Reproduce exactly, and nothing but, the lines between the one with "pub fn resolve(&self, token: &str)" and the end of the entries, both ends included.

- Stored items from a collection:
== == ==
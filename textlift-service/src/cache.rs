//! Staging area for processed PDFs awaiting download.
//!
//! Tokens are fresh UUIDs; no locking discipline beyond the map itself.
//! Entries expire after the configured TTL, and the periodic sweep deletes
//! the backing files along with the map entries.

use std::path::{Path, PathBuf};
use std::time::{Duration, Instant};

use dashmap::DashMap;
use tracing::{debug, warn};
use uuid::Uuid;

use crate::error::ServiceResult;

/// A processed PDF staged for pickup via `GET /download/{token}`.
#[derive(Debug, Clone)]
pub struct CachedFile {
    pub path: PathBuf,
    pub stored_at: Instant,
}

/// Process-wide token → file mapping backing the download endpoint.
pub struct DownloadCache {
    dir: PathBuf,
    ttl: Duration,
    entries: DashMap<String, CachedFile>,
}

impl DownloadCache {
    pub fn new(dir: PathBuf, ttl: Duration) -> ServiceResult<Self> {
        std::fs::create_dir_all(&dir)?;
        Ok(Self {
            dir,
            ttl,
            entries: DashMap::new(),
        })
    }

    /// Copy `source` out of its scoped working directory and issue a token
    /// under which it stays resolvable until evicted.
    pub fn store(&self, source: &Path) -> ServiceResult<String> {
        let token = Uuid::new_v4().to_string();
        let dest = self.dir.join(format!("{token}.pdf"));

        std::fs::copy(source, &dest)?;
        self.entries.insert(
            token.clone(),
            CachedFile {
                path: dest,
                stored_at: Instant::now(),
            },
        );

        debug!(token = %token, "Staged searchable PDF for download");
        Ok(token)
    }

    /// Resolve a token to its staged file.
    pub fn resolve(&self, token: &str) -> Option<PathBuf> {
        self.entries.get(token).map(|entry| entry.path.clone())
    }

    /// Drop a token and its backing file.
    pub fn remove(&self, token: &str) {
        if let Some((_, cached)) = self.entries.remove(token) {
            if let Err(e) = std::fs::remove_file(&cached.path) {
                warn!(token = %token, error = %e, "Failed to remove cached file");
            }
        }
    }

    /// Evict entries older than the TTL along with their backing files.
    /// Returns how many entries were removed.
    pub fn sweep(&self) -> usize {
        let expired: Vec<String> = self
            .entries
            .iter()
            .filter(|entry| entry.value().stored_at.elapsed() >= self.ttl)
            .map(|entry| entry.key().clone())
            .collect();

        let count = expired.len();
        for token in expired {
            self.remove(&token);
        }
        count
    }

    pub fn len(&self) -> usize {
        self.entries.len()
    }

    pub fn is_empty(&self) -> bool {
        self.entries.is_empty()
    }
}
== == ==
- Answer space:
    pub fn resolve(&self, token: &str) -> Option<PathBuf> {
        self.entries.get(token).map(|entry| entry.path.clone())
    }

    /// Drop a token and its backing file.
    pub fn remove(&self, token: &str) {
        if let Some((_, cached)) = self.entries.remove(token) {
            if let Err(e) = std::fs::remove_file(&cached.path) {
                warn!(token = %token, error = %e, "Failed to remove cached file");
            }
        }
    }

    /// Evict entries older than the TTL along with their backing files.
    /// Returns how many entries were removed.
    pub fn sweep(&self) -> usize {
        let expired: Vec<String> = self
            .entries
            .iter()
            .filter(|entry| entry.value().stored_at.elapsed() >= self.ttl)
            .map(|entry| entry.key().clone())
            .collect();

        let count = expired.len();
        for token in expired {
            self.remove(&token);
        }
        count
    }

    pub fn len(&self) -> usize {
        self.entries.len()
    }

    pub fn is_empty(&self) -> bool {
        self.entries.is_empty()
    }
}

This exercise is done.